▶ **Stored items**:
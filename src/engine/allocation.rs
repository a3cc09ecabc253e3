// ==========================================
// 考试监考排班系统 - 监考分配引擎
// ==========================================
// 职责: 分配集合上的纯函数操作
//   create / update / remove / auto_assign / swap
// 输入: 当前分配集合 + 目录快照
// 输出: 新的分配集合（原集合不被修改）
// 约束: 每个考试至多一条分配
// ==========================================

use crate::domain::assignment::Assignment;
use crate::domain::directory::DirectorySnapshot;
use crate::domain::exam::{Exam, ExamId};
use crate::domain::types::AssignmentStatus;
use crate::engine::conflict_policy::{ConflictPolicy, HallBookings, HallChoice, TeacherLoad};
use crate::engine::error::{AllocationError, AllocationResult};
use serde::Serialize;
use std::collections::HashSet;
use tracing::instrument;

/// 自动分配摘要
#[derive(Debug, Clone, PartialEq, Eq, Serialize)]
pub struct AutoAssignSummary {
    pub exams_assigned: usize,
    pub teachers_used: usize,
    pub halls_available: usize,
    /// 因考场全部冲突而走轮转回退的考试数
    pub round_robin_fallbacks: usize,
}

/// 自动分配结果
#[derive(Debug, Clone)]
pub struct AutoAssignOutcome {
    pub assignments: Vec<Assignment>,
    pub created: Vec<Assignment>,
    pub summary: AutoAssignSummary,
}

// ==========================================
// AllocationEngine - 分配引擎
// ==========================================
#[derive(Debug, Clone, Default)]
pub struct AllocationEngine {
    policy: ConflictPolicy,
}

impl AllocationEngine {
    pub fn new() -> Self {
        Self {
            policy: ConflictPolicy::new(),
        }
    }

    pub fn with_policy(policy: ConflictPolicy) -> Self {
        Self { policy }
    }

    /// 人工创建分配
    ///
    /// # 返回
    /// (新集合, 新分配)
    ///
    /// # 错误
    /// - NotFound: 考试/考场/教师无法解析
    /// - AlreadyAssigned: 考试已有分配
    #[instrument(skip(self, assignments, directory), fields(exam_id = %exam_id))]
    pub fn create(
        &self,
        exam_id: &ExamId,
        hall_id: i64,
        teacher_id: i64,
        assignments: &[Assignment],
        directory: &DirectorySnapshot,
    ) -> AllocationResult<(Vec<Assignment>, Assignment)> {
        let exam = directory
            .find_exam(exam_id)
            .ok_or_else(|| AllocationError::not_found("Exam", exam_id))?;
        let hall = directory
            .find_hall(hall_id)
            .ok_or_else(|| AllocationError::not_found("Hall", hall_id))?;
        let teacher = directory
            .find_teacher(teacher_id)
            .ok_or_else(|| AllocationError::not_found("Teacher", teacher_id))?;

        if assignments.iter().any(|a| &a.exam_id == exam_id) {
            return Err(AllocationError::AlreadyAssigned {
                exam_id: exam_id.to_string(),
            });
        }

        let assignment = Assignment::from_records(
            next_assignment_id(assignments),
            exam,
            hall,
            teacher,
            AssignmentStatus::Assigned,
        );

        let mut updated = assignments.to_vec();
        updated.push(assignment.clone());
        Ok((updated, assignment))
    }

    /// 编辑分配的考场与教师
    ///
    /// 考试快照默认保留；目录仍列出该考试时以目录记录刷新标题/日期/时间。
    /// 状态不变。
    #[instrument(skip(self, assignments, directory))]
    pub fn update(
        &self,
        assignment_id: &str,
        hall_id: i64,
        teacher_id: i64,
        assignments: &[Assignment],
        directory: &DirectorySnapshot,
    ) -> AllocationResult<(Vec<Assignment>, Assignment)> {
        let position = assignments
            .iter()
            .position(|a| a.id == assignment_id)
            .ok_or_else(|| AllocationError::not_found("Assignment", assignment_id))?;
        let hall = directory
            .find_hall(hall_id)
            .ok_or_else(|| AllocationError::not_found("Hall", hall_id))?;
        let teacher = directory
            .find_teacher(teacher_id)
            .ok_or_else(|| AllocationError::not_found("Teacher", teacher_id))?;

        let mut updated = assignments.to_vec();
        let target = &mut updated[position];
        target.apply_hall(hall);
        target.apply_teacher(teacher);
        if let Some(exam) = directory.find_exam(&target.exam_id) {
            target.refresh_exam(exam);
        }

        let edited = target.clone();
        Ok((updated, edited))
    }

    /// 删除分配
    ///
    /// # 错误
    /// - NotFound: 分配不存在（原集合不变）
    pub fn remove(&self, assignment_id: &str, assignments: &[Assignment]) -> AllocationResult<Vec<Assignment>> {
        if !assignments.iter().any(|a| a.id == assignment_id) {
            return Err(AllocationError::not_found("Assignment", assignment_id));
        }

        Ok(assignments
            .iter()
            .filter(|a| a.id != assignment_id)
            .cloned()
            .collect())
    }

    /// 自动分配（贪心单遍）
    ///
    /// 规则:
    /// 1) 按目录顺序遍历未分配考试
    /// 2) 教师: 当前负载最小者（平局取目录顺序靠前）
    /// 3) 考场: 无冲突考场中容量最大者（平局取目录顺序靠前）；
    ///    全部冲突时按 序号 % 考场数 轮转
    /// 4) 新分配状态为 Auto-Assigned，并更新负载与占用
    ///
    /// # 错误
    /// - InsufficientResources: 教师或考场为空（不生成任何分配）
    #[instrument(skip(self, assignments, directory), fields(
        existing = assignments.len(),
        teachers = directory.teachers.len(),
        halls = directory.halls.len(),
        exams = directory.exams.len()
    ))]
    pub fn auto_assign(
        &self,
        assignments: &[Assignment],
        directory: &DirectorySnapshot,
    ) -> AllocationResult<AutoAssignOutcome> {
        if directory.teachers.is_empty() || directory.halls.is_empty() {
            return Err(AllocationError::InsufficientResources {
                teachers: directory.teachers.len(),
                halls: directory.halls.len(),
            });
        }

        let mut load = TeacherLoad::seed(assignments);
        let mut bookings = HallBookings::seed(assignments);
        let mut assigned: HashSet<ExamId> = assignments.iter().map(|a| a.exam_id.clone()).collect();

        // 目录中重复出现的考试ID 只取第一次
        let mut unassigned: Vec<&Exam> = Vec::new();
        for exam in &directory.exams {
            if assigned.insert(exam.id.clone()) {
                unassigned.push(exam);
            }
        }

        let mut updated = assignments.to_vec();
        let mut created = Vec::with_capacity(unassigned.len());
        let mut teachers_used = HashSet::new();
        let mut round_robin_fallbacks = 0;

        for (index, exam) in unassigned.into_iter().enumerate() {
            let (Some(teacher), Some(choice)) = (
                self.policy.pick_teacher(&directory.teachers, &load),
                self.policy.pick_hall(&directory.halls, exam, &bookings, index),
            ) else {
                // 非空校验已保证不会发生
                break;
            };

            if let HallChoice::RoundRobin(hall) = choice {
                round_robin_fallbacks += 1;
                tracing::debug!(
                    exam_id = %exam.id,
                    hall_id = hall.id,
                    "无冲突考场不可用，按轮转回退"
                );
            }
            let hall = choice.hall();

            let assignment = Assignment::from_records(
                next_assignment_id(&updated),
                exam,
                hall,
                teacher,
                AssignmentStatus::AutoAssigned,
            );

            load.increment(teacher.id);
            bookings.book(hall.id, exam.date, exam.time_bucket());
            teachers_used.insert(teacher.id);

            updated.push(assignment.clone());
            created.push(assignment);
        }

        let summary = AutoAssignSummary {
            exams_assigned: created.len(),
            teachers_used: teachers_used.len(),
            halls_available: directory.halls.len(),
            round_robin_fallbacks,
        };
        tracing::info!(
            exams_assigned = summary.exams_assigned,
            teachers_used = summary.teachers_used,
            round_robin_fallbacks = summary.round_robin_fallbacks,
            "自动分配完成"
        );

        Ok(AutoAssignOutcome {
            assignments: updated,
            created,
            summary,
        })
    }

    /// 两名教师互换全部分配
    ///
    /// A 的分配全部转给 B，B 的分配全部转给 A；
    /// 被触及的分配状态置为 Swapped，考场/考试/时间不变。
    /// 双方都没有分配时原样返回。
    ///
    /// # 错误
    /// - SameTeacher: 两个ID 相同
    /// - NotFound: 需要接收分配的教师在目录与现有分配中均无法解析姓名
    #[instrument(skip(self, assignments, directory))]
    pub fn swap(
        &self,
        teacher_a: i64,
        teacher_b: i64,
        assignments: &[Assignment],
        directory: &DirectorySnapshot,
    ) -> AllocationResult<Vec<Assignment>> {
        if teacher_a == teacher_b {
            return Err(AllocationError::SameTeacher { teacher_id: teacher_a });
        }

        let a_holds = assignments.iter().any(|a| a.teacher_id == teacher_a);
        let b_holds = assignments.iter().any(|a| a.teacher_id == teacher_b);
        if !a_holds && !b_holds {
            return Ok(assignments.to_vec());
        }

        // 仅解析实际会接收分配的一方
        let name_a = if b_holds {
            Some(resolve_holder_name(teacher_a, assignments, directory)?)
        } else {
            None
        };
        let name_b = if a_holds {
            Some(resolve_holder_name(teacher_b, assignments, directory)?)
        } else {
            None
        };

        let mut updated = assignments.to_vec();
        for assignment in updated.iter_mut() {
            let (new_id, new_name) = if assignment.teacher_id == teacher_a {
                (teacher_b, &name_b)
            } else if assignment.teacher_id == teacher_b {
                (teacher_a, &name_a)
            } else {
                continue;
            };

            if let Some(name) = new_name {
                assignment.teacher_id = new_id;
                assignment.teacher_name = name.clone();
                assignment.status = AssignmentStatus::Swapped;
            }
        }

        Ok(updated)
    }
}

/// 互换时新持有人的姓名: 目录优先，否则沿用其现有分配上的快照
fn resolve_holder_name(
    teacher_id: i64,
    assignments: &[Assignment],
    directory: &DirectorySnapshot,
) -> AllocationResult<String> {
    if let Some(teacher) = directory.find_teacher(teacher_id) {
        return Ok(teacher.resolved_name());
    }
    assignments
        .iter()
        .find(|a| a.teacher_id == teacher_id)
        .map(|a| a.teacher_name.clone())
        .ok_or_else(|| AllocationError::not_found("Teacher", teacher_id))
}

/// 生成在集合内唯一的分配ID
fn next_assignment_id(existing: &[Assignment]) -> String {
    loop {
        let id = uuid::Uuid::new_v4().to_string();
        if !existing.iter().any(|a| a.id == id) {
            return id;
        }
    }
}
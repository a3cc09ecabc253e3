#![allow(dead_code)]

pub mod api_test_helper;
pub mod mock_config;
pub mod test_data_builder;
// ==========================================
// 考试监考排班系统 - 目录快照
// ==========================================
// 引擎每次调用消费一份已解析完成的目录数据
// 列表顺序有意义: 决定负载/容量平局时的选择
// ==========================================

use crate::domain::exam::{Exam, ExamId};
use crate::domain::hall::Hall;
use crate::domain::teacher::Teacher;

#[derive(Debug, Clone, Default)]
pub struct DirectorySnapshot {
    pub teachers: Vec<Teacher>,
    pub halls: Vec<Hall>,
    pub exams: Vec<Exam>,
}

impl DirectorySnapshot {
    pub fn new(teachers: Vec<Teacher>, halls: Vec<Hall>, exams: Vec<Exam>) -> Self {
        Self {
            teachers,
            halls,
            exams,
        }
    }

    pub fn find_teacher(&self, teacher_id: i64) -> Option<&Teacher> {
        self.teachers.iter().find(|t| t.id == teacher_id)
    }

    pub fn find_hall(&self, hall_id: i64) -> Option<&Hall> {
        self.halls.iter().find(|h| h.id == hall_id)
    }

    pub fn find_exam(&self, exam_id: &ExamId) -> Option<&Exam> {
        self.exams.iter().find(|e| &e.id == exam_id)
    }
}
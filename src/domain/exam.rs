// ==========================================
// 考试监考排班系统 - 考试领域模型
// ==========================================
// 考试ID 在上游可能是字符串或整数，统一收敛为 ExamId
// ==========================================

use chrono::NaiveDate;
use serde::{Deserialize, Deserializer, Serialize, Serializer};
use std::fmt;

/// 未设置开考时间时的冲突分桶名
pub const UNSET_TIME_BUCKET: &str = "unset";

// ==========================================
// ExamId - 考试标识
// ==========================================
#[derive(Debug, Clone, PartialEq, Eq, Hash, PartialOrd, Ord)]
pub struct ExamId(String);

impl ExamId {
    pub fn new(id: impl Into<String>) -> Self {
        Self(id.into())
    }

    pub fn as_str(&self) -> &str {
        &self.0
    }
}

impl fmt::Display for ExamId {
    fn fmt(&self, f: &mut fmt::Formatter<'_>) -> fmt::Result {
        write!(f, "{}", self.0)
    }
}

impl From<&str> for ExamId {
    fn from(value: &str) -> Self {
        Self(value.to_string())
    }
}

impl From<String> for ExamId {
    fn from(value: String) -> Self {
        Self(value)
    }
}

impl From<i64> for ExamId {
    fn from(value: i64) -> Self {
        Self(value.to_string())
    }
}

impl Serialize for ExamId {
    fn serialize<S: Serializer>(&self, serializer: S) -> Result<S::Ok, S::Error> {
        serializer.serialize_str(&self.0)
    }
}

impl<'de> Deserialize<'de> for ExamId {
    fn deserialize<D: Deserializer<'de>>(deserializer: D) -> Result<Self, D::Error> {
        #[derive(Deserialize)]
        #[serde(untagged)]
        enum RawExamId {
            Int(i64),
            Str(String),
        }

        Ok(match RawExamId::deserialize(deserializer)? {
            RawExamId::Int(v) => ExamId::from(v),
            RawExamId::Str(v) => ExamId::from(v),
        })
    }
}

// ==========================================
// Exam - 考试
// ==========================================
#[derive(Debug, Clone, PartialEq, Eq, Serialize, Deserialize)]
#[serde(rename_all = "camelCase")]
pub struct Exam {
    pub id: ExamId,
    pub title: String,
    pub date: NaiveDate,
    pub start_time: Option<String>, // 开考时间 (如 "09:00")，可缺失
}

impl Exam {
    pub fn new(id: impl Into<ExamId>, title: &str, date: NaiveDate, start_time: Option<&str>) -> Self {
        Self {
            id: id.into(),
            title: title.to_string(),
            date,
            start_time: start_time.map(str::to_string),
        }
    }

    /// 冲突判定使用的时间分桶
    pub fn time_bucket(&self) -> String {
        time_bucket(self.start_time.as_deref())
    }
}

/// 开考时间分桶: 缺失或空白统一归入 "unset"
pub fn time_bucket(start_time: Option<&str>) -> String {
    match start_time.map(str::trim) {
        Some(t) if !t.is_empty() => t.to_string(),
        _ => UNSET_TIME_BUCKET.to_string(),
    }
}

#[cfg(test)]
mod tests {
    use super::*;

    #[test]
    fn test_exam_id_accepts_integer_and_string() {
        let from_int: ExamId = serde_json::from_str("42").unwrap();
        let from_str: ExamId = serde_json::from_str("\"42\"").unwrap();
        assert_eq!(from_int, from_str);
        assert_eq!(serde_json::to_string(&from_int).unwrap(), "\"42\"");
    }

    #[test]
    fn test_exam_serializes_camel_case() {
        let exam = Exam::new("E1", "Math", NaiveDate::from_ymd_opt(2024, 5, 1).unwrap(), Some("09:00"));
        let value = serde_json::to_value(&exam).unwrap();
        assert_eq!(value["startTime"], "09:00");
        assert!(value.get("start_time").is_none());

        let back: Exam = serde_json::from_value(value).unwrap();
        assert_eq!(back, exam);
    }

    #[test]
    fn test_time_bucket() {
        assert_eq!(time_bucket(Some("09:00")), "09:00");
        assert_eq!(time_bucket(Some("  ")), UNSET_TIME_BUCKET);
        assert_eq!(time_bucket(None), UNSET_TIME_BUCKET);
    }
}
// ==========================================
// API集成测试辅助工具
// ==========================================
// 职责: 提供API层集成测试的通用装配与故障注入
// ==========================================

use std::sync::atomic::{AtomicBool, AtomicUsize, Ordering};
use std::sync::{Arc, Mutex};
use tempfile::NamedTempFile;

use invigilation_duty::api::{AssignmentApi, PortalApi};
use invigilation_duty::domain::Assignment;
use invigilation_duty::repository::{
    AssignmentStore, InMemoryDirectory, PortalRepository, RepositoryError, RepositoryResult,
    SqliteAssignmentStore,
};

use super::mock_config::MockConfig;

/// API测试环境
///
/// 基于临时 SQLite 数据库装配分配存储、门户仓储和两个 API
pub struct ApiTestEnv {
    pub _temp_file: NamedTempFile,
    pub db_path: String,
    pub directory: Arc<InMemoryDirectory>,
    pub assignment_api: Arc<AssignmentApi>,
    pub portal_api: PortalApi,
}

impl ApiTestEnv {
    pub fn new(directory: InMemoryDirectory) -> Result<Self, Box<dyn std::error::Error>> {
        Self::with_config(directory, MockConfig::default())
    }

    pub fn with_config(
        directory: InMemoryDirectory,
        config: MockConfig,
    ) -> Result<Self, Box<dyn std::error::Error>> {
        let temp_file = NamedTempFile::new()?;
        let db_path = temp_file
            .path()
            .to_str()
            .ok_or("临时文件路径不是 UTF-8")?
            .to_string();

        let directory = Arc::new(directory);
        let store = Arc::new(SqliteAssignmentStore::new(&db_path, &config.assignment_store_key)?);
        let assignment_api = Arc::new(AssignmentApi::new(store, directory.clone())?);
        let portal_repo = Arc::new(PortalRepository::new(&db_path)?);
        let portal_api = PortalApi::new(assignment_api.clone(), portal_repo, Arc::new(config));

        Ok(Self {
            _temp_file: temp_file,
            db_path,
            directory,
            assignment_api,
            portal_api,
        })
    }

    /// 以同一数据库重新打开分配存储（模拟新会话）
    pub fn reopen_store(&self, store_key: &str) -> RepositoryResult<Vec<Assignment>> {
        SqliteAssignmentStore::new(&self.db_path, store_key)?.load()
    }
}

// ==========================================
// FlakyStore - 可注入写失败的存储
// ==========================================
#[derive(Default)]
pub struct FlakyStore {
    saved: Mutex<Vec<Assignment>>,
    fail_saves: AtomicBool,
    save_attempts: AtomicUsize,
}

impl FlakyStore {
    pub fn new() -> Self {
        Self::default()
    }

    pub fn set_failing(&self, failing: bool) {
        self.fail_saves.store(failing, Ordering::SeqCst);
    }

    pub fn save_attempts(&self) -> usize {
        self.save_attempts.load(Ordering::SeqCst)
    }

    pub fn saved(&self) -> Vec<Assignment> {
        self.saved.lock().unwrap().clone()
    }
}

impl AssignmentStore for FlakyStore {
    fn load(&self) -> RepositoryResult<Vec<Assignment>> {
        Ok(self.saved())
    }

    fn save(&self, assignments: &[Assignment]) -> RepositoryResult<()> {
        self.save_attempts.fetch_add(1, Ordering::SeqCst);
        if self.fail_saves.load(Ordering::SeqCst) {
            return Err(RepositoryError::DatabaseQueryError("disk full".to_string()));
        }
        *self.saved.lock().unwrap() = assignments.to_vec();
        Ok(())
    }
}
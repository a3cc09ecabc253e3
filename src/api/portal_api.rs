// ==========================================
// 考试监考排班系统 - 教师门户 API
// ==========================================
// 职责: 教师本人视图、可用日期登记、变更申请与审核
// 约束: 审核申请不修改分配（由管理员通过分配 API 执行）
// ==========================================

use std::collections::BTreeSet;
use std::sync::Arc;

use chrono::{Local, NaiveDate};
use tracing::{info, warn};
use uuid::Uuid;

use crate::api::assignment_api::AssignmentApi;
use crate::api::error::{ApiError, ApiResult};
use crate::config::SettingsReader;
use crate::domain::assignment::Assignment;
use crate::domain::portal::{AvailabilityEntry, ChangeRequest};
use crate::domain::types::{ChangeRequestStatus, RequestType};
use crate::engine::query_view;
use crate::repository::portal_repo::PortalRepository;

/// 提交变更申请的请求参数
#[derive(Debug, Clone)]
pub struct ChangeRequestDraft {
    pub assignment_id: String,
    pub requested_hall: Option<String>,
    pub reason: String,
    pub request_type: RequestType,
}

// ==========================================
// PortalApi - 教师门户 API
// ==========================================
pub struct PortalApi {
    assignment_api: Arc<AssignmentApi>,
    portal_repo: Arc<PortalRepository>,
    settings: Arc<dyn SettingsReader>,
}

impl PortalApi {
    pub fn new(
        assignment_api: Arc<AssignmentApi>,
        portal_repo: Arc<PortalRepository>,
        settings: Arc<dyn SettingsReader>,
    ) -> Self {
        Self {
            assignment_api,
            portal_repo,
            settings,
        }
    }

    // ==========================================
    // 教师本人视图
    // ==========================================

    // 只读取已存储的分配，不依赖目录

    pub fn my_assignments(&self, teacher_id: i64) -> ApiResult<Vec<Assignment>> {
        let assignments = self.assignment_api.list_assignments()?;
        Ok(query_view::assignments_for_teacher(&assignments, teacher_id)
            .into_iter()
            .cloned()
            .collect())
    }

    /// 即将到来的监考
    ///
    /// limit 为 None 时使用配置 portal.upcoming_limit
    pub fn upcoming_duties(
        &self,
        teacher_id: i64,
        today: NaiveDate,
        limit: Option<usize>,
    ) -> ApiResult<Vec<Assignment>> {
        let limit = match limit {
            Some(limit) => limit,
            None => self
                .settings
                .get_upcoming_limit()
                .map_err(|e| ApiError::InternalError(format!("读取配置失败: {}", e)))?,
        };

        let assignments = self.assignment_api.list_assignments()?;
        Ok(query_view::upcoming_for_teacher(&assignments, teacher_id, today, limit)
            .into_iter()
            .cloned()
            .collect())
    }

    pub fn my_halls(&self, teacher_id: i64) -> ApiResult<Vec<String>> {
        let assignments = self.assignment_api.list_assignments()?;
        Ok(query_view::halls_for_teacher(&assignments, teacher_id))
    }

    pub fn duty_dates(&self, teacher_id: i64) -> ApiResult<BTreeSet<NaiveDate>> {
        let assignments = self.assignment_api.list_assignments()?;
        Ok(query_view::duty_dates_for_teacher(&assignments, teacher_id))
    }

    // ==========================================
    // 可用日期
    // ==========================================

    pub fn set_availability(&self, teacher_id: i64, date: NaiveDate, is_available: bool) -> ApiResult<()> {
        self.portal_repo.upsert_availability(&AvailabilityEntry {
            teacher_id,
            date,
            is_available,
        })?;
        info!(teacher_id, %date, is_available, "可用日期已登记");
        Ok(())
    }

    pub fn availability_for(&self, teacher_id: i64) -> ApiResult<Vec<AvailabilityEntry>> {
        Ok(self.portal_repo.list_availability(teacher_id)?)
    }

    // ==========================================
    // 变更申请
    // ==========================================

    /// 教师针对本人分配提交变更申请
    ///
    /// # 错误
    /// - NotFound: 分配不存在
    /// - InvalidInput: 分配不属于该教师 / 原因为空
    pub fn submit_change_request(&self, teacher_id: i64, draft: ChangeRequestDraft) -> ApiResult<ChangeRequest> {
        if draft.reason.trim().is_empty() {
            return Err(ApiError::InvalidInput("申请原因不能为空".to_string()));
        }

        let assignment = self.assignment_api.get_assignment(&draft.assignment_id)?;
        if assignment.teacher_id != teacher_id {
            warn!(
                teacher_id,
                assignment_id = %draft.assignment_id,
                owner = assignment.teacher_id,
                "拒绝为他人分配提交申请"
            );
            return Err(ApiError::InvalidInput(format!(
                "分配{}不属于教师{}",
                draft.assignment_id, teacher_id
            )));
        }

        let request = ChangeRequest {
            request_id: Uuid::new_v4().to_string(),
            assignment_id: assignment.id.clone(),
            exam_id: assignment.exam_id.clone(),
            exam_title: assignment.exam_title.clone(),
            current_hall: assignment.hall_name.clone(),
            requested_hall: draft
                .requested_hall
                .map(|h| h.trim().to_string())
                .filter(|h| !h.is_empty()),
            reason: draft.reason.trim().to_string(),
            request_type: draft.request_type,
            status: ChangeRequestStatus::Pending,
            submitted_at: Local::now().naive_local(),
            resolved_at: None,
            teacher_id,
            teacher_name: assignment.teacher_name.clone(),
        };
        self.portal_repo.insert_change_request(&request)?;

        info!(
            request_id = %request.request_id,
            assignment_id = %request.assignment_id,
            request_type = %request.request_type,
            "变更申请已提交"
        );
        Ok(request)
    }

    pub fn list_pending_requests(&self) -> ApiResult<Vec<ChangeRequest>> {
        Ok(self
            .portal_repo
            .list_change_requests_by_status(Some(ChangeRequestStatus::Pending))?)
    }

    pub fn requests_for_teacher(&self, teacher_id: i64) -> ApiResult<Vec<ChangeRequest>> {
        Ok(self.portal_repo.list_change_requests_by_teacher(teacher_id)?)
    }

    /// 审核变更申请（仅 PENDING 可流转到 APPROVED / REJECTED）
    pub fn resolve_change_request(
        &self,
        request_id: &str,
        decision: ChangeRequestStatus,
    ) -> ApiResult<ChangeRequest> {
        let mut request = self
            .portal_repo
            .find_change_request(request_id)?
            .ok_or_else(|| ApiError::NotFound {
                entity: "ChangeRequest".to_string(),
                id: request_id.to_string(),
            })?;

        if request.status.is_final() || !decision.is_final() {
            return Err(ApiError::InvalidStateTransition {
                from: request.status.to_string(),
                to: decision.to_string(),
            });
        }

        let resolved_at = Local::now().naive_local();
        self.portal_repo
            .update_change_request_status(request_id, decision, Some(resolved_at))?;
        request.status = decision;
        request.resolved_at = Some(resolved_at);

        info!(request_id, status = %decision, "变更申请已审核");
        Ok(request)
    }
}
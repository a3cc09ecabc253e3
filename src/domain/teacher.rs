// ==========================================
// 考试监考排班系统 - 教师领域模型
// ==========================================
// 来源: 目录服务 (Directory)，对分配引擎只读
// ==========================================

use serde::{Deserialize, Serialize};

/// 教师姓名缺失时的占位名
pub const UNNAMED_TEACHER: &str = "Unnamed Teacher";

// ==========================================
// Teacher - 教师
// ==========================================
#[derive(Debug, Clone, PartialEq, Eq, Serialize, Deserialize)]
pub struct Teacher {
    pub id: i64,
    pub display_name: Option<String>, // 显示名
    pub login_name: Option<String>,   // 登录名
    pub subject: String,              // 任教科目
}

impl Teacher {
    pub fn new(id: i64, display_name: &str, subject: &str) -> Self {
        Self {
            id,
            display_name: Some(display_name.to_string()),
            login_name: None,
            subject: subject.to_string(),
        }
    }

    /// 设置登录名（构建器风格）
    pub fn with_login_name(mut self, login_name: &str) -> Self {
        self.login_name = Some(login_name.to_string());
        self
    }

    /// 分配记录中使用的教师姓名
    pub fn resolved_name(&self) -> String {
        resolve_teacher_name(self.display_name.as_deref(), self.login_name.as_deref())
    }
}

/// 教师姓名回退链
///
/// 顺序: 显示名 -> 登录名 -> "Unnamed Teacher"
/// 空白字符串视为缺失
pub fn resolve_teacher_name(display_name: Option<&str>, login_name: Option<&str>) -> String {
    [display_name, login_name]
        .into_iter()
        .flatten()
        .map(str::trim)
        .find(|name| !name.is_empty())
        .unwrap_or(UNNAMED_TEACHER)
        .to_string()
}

▶ **WHAT YOU ARE ASKED TO DO**: Only the lines above that include the word "today" belong in the answer; copy each one.

▶ **FINISHED EXERCISE**:
        today: NaiveDate,
        Ok(query_view::upcoming_for_teacher(&assignments, teacher_id, today, limit)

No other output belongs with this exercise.